## EXERCISE DESCRIPTION
Search the material for the word "struct" and copy every line in which it occurs.
===== RECORDS PROVIDED
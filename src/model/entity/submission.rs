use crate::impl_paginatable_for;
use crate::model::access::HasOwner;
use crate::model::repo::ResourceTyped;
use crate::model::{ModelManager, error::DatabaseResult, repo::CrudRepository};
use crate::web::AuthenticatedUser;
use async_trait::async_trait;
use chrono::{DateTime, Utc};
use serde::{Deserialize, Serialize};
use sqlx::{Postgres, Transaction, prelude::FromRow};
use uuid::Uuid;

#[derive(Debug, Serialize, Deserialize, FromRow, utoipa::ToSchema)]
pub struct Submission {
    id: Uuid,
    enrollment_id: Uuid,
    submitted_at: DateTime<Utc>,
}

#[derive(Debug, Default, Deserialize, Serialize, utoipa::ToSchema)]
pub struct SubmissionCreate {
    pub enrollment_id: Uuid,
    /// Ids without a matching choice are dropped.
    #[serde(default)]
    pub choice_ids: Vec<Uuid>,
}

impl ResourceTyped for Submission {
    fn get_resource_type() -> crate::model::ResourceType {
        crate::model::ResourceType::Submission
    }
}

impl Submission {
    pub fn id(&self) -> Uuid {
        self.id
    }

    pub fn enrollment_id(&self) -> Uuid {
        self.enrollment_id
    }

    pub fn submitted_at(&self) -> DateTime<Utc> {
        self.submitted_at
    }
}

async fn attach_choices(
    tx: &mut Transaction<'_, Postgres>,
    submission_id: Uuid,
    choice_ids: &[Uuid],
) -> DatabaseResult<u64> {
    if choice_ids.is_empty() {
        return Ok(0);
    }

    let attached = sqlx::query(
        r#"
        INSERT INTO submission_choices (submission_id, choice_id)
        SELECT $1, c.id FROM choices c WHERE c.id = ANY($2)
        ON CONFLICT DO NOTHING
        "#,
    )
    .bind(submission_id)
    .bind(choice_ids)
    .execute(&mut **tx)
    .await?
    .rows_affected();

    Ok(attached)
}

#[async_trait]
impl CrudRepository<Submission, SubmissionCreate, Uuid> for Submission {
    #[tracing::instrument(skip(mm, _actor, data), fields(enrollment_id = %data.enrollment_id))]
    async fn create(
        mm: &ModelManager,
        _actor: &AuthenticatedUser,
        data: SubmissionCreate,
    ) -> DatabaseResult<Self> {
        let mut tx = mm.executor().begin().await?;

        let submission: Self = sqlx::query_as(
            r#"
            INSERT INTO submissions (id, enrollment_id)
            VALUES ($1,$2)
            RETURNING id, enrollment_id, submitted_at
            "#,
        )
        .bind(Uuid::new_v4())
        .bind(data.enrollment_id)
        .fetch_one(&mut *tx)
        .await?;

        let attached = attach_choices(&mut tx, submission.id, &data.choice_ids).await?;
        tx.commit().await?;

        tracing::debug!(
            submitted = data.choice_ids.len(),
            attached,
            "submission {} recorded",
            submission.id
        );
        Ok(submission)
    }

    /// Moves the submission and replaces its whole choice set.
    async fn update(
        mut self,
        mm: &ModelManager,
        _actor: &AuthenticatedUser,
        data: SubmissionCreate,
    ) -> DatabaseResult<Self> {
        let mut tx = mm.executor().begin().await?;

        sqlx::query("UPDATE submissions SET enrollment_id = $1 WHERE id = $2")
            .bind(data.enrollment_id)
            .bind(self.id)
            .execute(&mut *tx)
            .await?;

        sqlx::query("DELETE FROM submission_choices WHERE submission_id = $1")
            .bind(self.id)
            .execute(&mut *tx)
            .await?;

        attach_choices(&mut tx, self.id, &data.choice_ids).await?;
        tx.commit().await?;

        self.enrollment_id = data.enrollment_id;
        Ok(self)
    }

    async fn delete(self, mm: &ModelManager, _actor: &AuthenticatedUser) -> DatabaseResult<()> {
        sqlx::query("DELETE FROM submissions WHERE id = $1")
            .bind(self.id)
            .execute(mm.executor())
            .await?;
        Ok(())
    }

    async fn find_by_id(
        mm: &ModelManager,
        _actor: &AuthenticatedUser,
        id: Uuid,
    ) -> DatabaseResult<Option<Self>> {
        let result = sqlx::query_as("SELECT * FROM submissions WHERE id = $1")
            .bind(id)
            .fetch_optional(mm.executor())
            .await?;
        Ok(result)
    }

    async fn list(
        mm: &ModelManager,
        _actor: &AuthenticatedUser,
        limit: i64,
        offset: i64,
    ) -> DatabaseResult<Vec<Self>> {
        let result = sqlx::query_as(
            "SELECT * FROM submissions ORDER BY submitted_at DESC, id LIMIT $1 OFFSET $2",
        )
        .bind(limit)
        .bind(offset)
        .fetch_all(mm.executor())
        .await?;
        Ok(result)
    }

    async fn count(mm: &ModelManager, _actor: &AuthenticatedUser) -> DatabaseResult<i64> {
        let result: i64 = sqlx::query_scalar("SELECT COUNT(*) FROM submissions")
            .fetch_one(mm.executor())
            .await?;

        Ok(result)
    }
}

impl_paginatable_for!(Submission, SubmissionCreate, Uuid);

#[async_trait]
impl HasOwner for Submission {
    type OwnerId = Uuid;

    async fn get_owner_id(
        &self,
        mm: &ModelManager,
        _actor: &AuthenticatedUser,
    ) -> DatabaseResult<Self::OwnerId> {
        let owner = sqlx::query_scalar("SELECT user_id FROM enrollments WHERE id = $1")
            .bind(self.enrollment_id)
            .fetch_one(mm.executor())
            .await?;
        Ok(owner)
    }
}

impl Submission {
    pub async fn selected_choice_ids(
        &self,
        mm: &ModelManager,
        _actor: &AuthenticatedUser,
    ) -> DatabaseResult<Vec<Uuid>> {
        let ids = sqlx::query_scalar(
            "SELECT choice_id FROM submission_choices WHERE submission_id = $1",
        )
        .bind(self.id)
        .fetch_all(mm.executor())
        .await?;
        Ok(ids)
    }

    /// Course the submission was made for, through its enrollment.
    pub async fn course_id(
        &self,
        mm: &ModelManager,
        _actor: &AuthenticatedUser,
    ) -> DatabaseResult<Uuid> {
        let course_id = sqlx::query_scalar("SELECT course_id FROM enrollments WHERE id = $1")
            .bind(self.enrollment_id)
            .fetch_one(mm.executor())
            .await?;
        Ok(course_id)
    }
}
==========
## EXERCISE OUTPUT
pub struct Submission {
pub struct SubmissionCreate {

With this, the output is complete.